Stored data

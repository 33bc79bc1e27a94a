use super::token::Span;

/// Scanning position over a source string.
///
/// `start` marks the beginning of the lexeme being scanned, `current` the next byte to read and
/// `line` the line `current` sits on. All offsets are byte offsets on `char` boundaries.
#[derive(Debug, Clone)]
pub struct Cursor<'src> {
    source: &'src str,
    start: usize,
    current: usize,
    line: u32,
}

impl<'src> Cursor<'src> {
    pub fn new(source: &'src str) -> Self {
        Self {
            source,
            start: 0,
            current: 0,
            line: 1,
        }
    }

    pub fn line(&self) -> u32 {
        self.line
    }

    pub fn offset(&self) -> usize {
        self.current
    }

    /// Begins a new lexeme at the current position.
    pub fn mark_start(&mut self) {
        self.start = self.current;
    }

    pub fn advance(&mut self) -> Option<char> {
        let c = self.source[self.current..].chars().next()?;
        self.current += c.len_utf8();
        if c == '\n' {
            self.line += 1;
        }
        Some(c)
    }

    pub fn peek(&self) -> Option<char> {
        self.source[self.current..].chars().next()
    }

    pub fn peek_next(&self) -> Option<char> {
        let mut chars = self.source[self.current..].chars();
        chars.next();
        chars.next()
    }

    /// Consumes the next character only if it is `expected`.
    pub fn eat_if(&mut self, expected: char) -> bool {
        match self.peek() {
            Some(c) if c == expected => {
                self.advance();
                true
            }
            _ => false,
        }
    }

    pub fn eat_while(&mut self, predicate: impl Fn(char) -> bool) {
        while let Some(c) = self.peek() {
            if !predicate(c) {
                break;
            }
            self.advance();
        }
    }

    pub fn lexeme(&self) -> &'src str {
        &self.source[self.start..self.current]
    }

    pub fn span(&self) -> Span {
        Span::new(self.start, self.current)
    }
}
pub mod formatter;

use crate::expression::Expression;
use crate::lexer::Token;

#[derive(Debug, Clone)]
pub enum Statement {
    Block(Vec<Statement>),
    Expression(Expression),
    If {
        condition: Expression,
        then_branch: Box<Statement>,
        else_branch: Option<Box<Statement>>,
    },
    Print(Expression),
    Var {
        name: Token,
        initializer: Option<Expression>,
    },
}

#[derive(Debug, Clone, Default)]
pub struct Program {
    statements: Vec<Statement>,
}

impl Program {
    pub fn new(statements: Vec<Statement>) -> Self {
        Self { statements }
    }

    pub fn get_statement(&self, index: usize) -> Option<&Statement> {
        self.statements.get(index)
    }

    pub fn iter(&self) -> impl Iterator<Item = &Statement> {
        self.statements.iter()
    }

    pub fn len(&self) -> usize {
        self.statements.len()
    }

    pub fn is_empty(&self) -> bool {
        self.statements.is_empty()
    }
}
...
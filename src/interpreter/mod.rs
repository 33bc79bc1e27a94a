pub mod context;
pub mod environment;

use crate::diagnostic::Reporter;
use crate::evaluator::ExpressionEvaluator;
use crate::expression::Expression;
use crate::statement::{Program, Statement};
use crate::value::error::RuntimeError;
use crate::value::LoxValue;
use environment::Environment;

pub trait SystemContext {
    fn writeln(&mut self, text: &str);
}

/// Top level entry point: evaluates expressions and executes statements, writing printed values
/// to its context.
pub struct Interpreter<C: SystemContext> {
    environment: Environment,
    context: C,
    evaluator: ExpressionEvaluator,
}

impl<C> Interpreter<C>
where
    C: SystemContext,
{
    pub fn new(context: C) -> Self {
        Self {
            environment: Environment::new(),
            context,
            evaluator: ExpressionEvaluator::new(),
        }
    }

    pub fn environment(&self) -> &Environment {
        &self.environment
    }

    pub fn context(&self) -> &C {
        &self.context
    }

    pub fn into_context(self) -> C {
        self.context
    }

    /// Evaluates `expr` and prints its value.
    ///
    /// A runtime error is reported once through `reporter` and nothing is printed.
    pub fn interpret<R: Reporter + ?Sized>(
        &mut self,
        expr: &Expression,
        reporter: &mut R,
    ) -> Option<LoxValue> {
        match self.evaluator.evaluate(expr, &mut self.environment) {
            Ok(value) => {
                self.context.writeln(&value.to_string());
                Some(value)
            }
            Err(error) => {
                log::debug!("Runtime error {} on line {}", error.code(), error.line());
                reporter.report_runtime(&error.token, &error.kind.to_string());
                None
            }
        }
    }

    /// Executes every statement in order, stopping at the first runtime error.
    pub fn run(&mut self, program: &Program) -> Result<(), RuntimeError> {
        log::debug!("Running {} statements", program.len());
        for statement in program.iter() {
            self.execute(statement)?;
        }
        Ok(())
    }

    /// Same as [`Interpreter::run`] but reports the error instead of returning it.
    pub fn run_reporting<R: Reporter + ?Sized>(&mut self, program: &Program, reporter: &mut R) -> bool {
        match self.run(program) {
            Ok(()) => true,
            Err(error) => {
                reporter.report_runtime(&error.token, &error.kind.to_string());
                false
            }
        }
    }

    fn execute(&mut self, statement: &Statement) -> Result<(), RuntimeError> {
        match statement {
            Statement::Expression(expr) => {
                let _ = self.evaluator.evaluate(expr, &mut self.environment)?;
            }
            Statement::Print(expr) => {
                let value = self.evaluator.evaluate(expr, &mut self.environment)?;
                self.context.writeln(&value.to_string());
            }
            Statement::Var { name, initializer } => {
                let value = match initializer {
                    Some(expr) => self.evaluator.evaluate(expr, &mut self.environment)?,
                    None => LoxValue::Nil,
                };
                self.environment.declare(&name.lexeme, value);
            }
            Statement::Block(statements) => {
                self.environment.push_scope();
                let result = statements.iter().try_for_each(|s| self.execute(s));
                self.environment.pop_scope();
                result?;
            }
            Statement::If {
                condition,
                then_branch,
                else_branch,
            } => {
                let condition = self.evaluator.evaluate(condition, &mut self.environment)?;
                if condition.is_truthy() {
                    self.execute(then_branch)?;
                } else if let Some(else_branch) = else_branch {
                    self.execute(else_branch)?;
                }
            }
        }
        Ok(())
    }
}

▶ Try it
Looking at the data above, work out how many lines contain "source" and answer with the figure only.

▶ Task output
8